__About this task__:
Your task is to write out exactly the lines of the listing below, from the first down to the line that holds "use crate::database::Database;".

__Information__:
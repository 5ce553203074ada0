//! Chat identity resolution and chat lifecycle.
//!
//! A pair of participants gets exactly one chat.  Resolution first runs the
//! grouping lookup over `chat_participants` (a chat where both public ids
//! already appear); on a miss it creates the chat and both participant rows
//! in one transaction.  The sorted `pair_key` column carries a UNIQUE index,
//! so two racing creators cannot both commit: the loser's insert fails with
//! a constraint violation and resolution falls back to looking the winner up
//! by pair key.

use chrono::{DateTime, Utc};
use courier_shared::PublicId;
use rusqlite::params;

use crate::database::Database;
use crate::error::{Result, StoreError};
use crate::models::{Chat, ChatParticipant};

/// Canonical key for an unordered participant pair.
fn pair_key(a: &PublicId, b: &PublicId) -> String {
    let (lo, hi) = if a <= b { (a, b) } else { (b, a) };
    format!("{}|{}", lo.as_str(), hi.as_str())
}

impl Database {
    // ------------------------------------------------------------------
    // Identity resolution
    // ------------------------------------------------------------------

    /// Find or create the single chat connecting `local` and `remote`.
    ///
    /// Idempotent: calling twice with the same pair (in either order)
    /// returns the same chat id and leaves exactly one chat row behind.
    /// A newly created chat is named after the counterpart's display name.
    pub fn resolve_or_create_chat(
        &mut self,
        local: &PublicId,
        remote: &PublicId,
        display_name: &str,
    ) -> Result<i64> {
        if let Some(chat_id) = self.find_chat_for_pair(local, remote)? {
            return Ok(chat_id);
        }

        let key = pair_key(local, remote);
        let now = Utc::now();

        let created = {
            let tx = self.conn_mut().transaction()?;

            let insert = tx.execute(
                "INSERT INTO chats (name, is_group, last_updated, pair_key)
                 VALUES (?1, 0, ?2, ?3)",
                params![display_name, now.to_rfc3339(), key],
            );

            match insert {
                Ok(_) => {
                    let chat_id = tx.last_insert_rowid();
                    for public_id in [local, remote] {
                        tx.execute(
                            "INSERT INTO chat_participants (contact_public_id, chat_id)
                             VALUES (?1, ?2)",
                            params![public_id.as_str(), chat_id],
                        )?;
                    }
                    tx.commit()?;
                    Some(chat_id)
                }
                // Lost the creation race: another caller committed this
                // pair between our lookup and our insert.
                Err(e) if is_constraint_violation(&e) => None,
                Err(e) => return Err(e.into()),
            }
        };

        if let Some(chat_id) = created {
            tracing::debug!(chat_id, "created chat");
            self.notify_chats_changed();
            return Ok(chat_id);
        }

        self.conn()
            .query_row(
                "SELECT id FROM chats WHERE pair_key = ?1",
                params![pair_key(local, remote)],
                |row| row.get(0),
            )
            .map_err(|e| match e {
                rusqlite::Error::QueryReturnedNoRows => StoreError::NotFound,
                other => StoreError::Sqlite(other),
            })
    }

    /// Grouping lookup: a chat id under which both public ids appear as
    /// participants.  Returns `None` when no such chat exists.
    fn find_chat_for_pair(&self, a: &PublicId, b: &PublicId) -> Result<Option<i64>> {
        let mut stmt = self.conn().prepare(
            "SELECT chat_id
             FROM chat_participants
             WHERE contact_public_id IN (?1, ?2)
             GROUP BY chat_id
             HAVING COUNT(*) = 2",
        )?;

        let mut rows = stmt.query(params![a.as_str(), b.as_str()])?;
        match rows.next()? {
            Some(row) => Ok(Some(row.get(0)?)),
            None => Ok(None),
        }
    }

    // ------------------------------------------------------------------
    // Read
    // ------------------------------------------------------------------

    /// Fetch a single chat by local id.
    pub fn get_chat(&self, id: i64) -> Result<Chat> {
        self.conn()
            .query_row(
                "SELECT id, name, public_chat_id, image_url, is_group,
                        last_message, last_timestamp, last_updated, unread_count
                 FROM chats
                 WHERE id = ?1",
                params![id],
                row_to_chat,
            )
            .map_err(|e| match e {
                rusqlite::Error::QueryReturnedNoRows => StoreError::NotFound,
                other => StoreError::Sqlite(other),
            })
    }

    /// List the participant rows of a chat.
    pub fn chat_participants(&self, chat_id: i64) -> Result<Vec<ChatParticipant>> {
        let mut stmt = self.conn().prepare(
            "SELECT id, contact_public_id, contact_id, chat_id
             FROM chat_participants
             WHERE chat_id = ?1
             ORDER BY id ASC",
        )?;

        let rows = stmt.query_map(params![chat_id], |row| {
            Ok(ChatParticipant {
                id: row.get(0)?,
                contact_public_id: PublicId(row.get(1)?),
                contact_id: row.get(2)?,
                chat_id: row.get(3)?,
            })
        })?;

        let mut participants = Vec::new();
        for row in rows {
            participants.push(row?);
        }
        Ok(participants)
    }

    // ------------------------------------------------------------------
    // Delete
    // ------------------------------------------------------------------

    /// Delete a chat and everything it owns.
    ///
    /// Children go first, in strict order: media of the chat's messages,
    /// then the messages, then the participant rows, then the chat itself.
    /// The cascading foreign keys would do this on their own, but the order
    /// is part of the contract and holds even on an engine without cascade
    /// triggers.  Returns `true` if the chat existed.
    pub fn delete_chat(&mut self, chat_id: i64) -> Result<bool> {
        let existed = {
            let tx = self.conn_mut().transaction()?;

            tx.execute(
                "DELETE FROM media_files
                 WHERE message_id IN (SELECT id FROM messages WHERE chat_id = ?1)",
                params![chat_id],
            )?;
            tx.execute("DELETE FROM messages WHERE chat_id = ?1", params![chat_id])?;
            tx.execute(
                "DELETE FROM chat_participants WHERE chat_id = ?1",
                params![chat_id],
            )?;
            let affected = tx.execute("DELETE FROM chats WHERE id = ?1", params![chat_id])?;

            tx.commit()?;
            affected > 0
        };

        if existed {
            tracing::debug!(chat_id, "deleted chat");
            self.notify_chats_changed();
        }
        Ok(existed)
    }
}

// ---------------------------------------------------------------------------
// Helpers
// ---------------------------------------------------------------------------

fn is_constraint_violation(e: &rusqlite::Error) -> bool {
    matches!(
        e,
        rusqlite::Error::SqliteFailure(err, _)
            if err.code == rusqlite::ErrorCode::ConstraintViolation
    )
}

/// Map a `rusqlite::Row` to a [`Chat`].
pub(crate) fn row_to_chat(row: &rusqlite::Row<'_>) -> rusqlite::Result<Chat> {
    Ok(Chat {
        id: row.get(0)?,
        name: row.get(1)?,
        public_chat_id: row.get::<_, Option<String>>(2)?.map(PublicId),
        image_url: row.get(3)?,
        is_group: row.get(4)?,
        last_message: row.get(5)?,
        last_timestamp: parse_optional_timestamp(row, 6)?,
        last_updated: parse_timestamp(row, 7)?,
        unread_count: row.get(8)?,
    })
}

pub(crate) fn parse_timestamp(row: &rusqlite::Row<'_>, idx: usize) -> rusqlite::Result<DateTime<Utc>> {
    let raw: String = row.get(idx)?;
    DateTime::parse_from_rfc3339(&raw)
        .map(|dt| dt.with_timezone(&Utc))
        .map_err(|e| {
            rusqlite::Error::FromSqlConversionFailure(idx, rusqlite::types::Type::Text, Box::new(e))
        })
}

pub(crate) fn parse_optional_timestamp(
    row: &rusqlite::Row<'_>,
    idx: usize,
) -> rusqlite::Result<Option<DateTime<Utc>>> {
    let raw: Option<String> = row.get(idx)?;
    raw.map(|s| {
        DateTime::parse_from_rfc3339(&s)
            .map(|dt| dt.with_timezone(&Utc))
            .map_err(|e| {
                rusqlite::Error::FromSqlConversionFailure(
                    idx,
                    rusqlite::types::Type::Text,
                    Box::new(e),
                )
            })
    })
    .transpose()
}

#[cfg(test)]
mod tests {
    use super::*;

    fn db() -> Database {
        Database::open_in_memory().unwrap()
    }

    #[test]
    fn resolving_twice_returns_the_same_chat() {
        let mut db = db();
        let a = PublicId::from("u-local");
        let b = PublicId::from("u-remote");

        let first = db.resolve_or_create_chat(&a, &b, "Amara").unwrap();
        let second = db.resolve_or_create_chat(&a, &b, "Amara").unwrap();
        assert_eq!(first, second);

        let count: i64 = db
            .conn()
            .query_row("SELECT COUNT(*) FROM chats", [], |row| row.get(0))
            .unwrap();
        assert_eq!(count, 1);
    }

    #[test]
    fn pair_order_does_not_matter() {
        let mut db = db();
        let a = PublicId::from("u-local");
        let b = PublicId::from("u-remote");

        let first = db.resolve_or_create_chat(&a, &b, "Amara").unwrap();
        let second = db.resolve_or_create_chat(&b, &a, "Me").unwrap();
        assert_eq!(first, second);
    }

    #[test]
    fn new_chat_carries_both_participants() {
        let mut db = db();
        let a = PublicId::from("u-local");
        let b = PublicId::from("u-remote");

        let chat_id = db.resolve_or_create_chat(&a, &b, "Amara").unwrap();

        let participants = db.chat_participants(chat_id).unwrap();
        assert_eq!(participants.len(), 2);
        assert_eq!(participants[0].contact_public_id, a);
        assert_eq!(participants[1].contact_public_id, b);

        let chat = db.get_chat(chat_id).unwrap();
        assert_eq!(chat.name, "Amara");
        assert!(!chat.is_group);
        assert_eq!(chat.last_message, None);
        assert_eq!(chat.unread_count, 0);
    }

    #[test]
    fn distinct_pairs_get_distinct_chats() {
        let mut db = db();
        let me = PublicId::from("u-me");

        let with_a = db
            .resolve_or_create_chat(&me, &PublicId::from("u-a"), "A")
            .unwrap();
        let with_b = db
            .resolve_or_create_chat(&me, &PublicId::from("u-b"), "B")
            .unwrap();
        assert_ne!(with_a, with_b);
    }

    #[test]
    fn duplicate_pair_insert_is_rejected_by_schema() {
        let mut db = db();
        let a = PublicId::from("u-local");
        let b = PublicId::from("u-remote");
        db.resolve_or_create_chat(&a, &b, "Amara").unwrap();

        // A racing creator that skipped the lookup hits the unique index.
        let err = db.conn().execute(
            "INSERT INTO chats (name, is_group, last_updated, pair_key)
             VALUES ('dup', 0, '2026-01-01T00:00:00+00:00', ?1)",
            params![pair_key(&a, &b)],
        );
        assert!(matches!(err, Err(ref e) if is_constraint_violation(e)));
    }

    #[test]
    fn delete_chat_removes_all_owned_rows() {
        let mut db = db();
        let a = PublicId::from("u-local");
        let b = PublicId::from("u-remote");
        let chat_id = db.resolve_or_create_chat(&a, &b, "Amara").unwrap();

        let msg = db
            .append_message(
                &crate::models::NewMessage::outgoing(chat_id, "photo incoming"),
                &[crate::models::NewAttachment {
                    source: "file:///tmp/a.jpg".into(),
                    public_id: None,
                }],
            )
            .unwrap();
        assert!(msg.id > 0);

        assert!(db.delete_chat(chat_id).unwrap());

        for table in ["messages", "media_files", "chat_participants", "chats"] {
            let count: i64 = db
                .conn()
                .query_row(&format!("SELECT COUNT(*) FROM {table}"), [], |row| {
                    row.get(0)
                })
                .unwrap();
            assert_eq!(count, 0, "{table} should be empty");
        }
    }

    #[test]
    fn delete_unknown_chat_reports_false() {
        let mut db = db();
        assert!(!db.delete_chat(4242).unwrap());
    }
}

__Task result__:
repository 5ce553203074ada0
//! Chat identity resolution and chat lifecycle.
//!
//! A pair of participants gets exactly one chat.  Resolution first runs the
//! grouping lookup over `chat_participants` (a chat where both public ids
//! already appear); on a miss it creates the chat and both participant rows
//! in one transaction.  The sorted `pair_key` column carries a UNIQUE index,
//! so two racing creators cannot both commit: the loser's insert fails with
//! a constraint violation and resolution falls back to looking the winner up
//! by pair key.

use chrono::{DateTime, Utc};
use courier_shared::PublicId;
use rusqlite::params;

use crate::database::Database;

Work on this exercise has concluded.